O expediente foi dado após a sessão do último dia 1º quando professores e representantes de sindicatos, além da vereadora Camila, viraram alvo do vereador. Durante a sessão, a presidente do Sindicato dos Servidores Municipais de Vitória (Sindsmuvi), Waleska Timóteo, teve o espaço da “Tribuna Livre” para falar em nome dos servidores – muitos, a maioria professores e aposentados, ocupavam as galerias da Câmara.

A confusão

Waleska fez uma defesa dos servidores, dizendo que eles não são vagabundos e nem “queimadores de rosca” – alegando que tais xingamentos foram proferidos contra os servidores na sessão do dia anterior. Ela também criticou o que chamou de falta de diálogo da prefeitura ao apresentar as propostas e também o Orçamento de Vitória para o ano que vem. “A peça orçamentária não tem previsão nem de reposição inflacionária”, disse Waleska, justificando que os servidores acumulam perdas salariais na ordem de 30%.

Após Waleska discursar, Gilvan primeiro tentou impedir que ela continuasse falando, pedindo questão de ordem e dizendo que o discurso de Waleska não correspondia ao tema proposto no ofício, que estava descrito como “orçamento” – mesmo após Waleska citar, por diversas vezes, a peça orçamentária. Depois, ele começou com os ataques à representante do sindicato e aos servidores que acompanhavam da galeria.

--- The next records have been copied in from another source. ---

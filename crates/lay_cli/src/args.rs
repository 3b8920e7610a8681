#[derive(Debug)]
pub(crate) struct CliArgs {
    pub cmd: String,
    pub timing: bool,
    pub json_out: bool,
    pub positional: Vec<String>,
}

pub(crate) fn usage() -> &'static str {
    "Usage: lay <tokens|check> [timing] [json] <file>"
}

pub(crate) fn parse_args(argv: impl IntoIterator<Item = String>) -> Result<CliArgs, String> {
    let mut argv = argv.into_iter();
    let cmd = argv.next().ok_or_else(|| usage().to_string())?;

    let mut timing = false;
    let mut json_out = false;
    let mut positional: Vec<String> = Vec::new();

    for a in argv {
        if a.starts_with("--") {
            return Err(format!("Unknown option: {a}"));
        }
        if a == "timing" {
            timing = true;
        } else if a == "json" {
            json_out = true;
        } else {
            positional.push(a);
        }
    }

    Ok(CliArgs {
        cmd,
        timing,
        json_out,
        positional,
    })
}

“Quem são vocês para falar em fracasso moral? Que ficam emboscando criança na escola com ideologia de gênero, tentando embutir em menino que ele não é menino, tentando embutir em menina que ela não é menina, quem é você para falar de fracasso moral, quem é você? O fracasso na educação é por culpa de vocês”, disse o vereador, sem apresentar prova das acusações, conforme mostra o vídeo oficial da sessão, disponível nas plataformas da Câmara de Vitória.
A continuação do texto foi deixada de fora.